Real-World Application: Exploring E-commerce Data
Let’s build something practical for business analysis. Imagine we have customer purchase data and want to understand spending patterns.
r
# Simulated e-commerce data
set.seed(123)
customer_data <- data.frame(
customer_id = 1:200,
total_spent = runif(200, 10, 1000),
order_count = sample(1:20, 200, replace = TRUE),
days_since_last_purchase = sample(1:365, 200, replace = TRUE),
customer_tier = sample(c(“Bronze”, “Silver”, “Gold”, “Platinum”), 200,
replace = TRUE, prob = c(0.5, 0.3, 0.15, 0.05))
)
# Create an interactive bubble chart
ecom_plot <- plot_ly(
customer_data,
x = ~order_count,
y = ~total_spent,
size = ~days_since_last_purchase, # Larger bubbles = inactive customers
color = ~customer_tier,
colors = c(“brown”, “gray”, “gold”, “purple”),
text = ~paste(“Customer:”, customer_id,
“<br>Orders:”, order_count,
“<br>Total: $”, round(total_spent),
“<br>Last Purchase:”, days_since_last_purchase, “days ago”),
type = “scatter”,
mode = “markers”,
marker = list(sizemode = “diameter”, opacity = 0.7, sizeref = 2)
) %>%
layout(
title = “Customer Value Analysis”,
xaxis = list(title = “Number of Orders”),
yaxis = list(title = “Total Amount Spent ($)”),
hoverlabel = list(bgcolor = “white”)
)
ecom_plot
This single visualization lets business users:
- Identify high-value customers (top-right quadrant)
- Spot at-risk customers (large bubbles = haven’t purchased recently)
- Compare performance across customer tiers
- Get detailed information about any customer instantly
Sharing Your Interactive Stories
Once you’ve created an engaging interactive visualization, you’ll want to share it. plotly makes this straightforward:
r
# Save as a standalone HTML file
htmlwidgets::saveWidget(ecom_plot, file = “customer_analysis_dashboard.html”)
# The file can be opened in any web browser, emailed to colleagues,
# or embedded in websites and blogs
For internal business use, embedding plotly visualizations in R Markdown reports or Shiny applications means your stakeholders always have access to the latest data with full exploratory capabilities.

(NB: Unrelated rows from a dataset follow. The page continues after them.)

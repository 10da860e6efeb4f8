#![warn(clippy::all, rust_2018_idioms)]

pub mod app;
pub mod renderer;
pub mod document;
pub mod drawable;
pub mod stroke;
pub mod sticker;
pub mod state;
pub mod input;
pub mod panels;
pub mod export;
pub mod error;

pub use app::SketchApp;
pub use renderer::Renderer;
pub use document::Document;
pub use drawable::{CursorMode, CursorPreview, Drawable};
pub use stroke::{MutableStroke, Stroke, StrokeRef};
pub use sticker::Sticker;
pub use state::{EditorState, Interaction, Tool};
pub use input::{InputEvent, InputHandler, InputLocation};
pub use error::ExportError;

Conclusion: From Presentation to Conversation
Learning plotly isn’t just about adding fancy features to your charts. It’s about fundamentally changing how you communicate with data. You’re moving from delivering monologues to facilitating dialogues.
The progression often looks like this:
- Static ggplot2: “Here’s what I found.”
- Basic plotly: “Here’s what I found—and you can explore the details.”
- Advanced plotly with animation and linking: “Let’s explore this story together.”
The most powerful outcome of interactive visualization isn’t technical—it’s psychological. When people can manipulate the data themselves, when they can satisfy their own curiosity with a hover or a click, they develop ownership of the insights. They don’t just understand your conclusion; they arrive at it with you.
In a world where data-informed decisions are increasingly crucial, the ability to create these engaging, exploratory experiences isn’t just a nice-to-have skill. It’s becoming essential for anyone who wants their analysis to be not just seen, but understood and acted upon.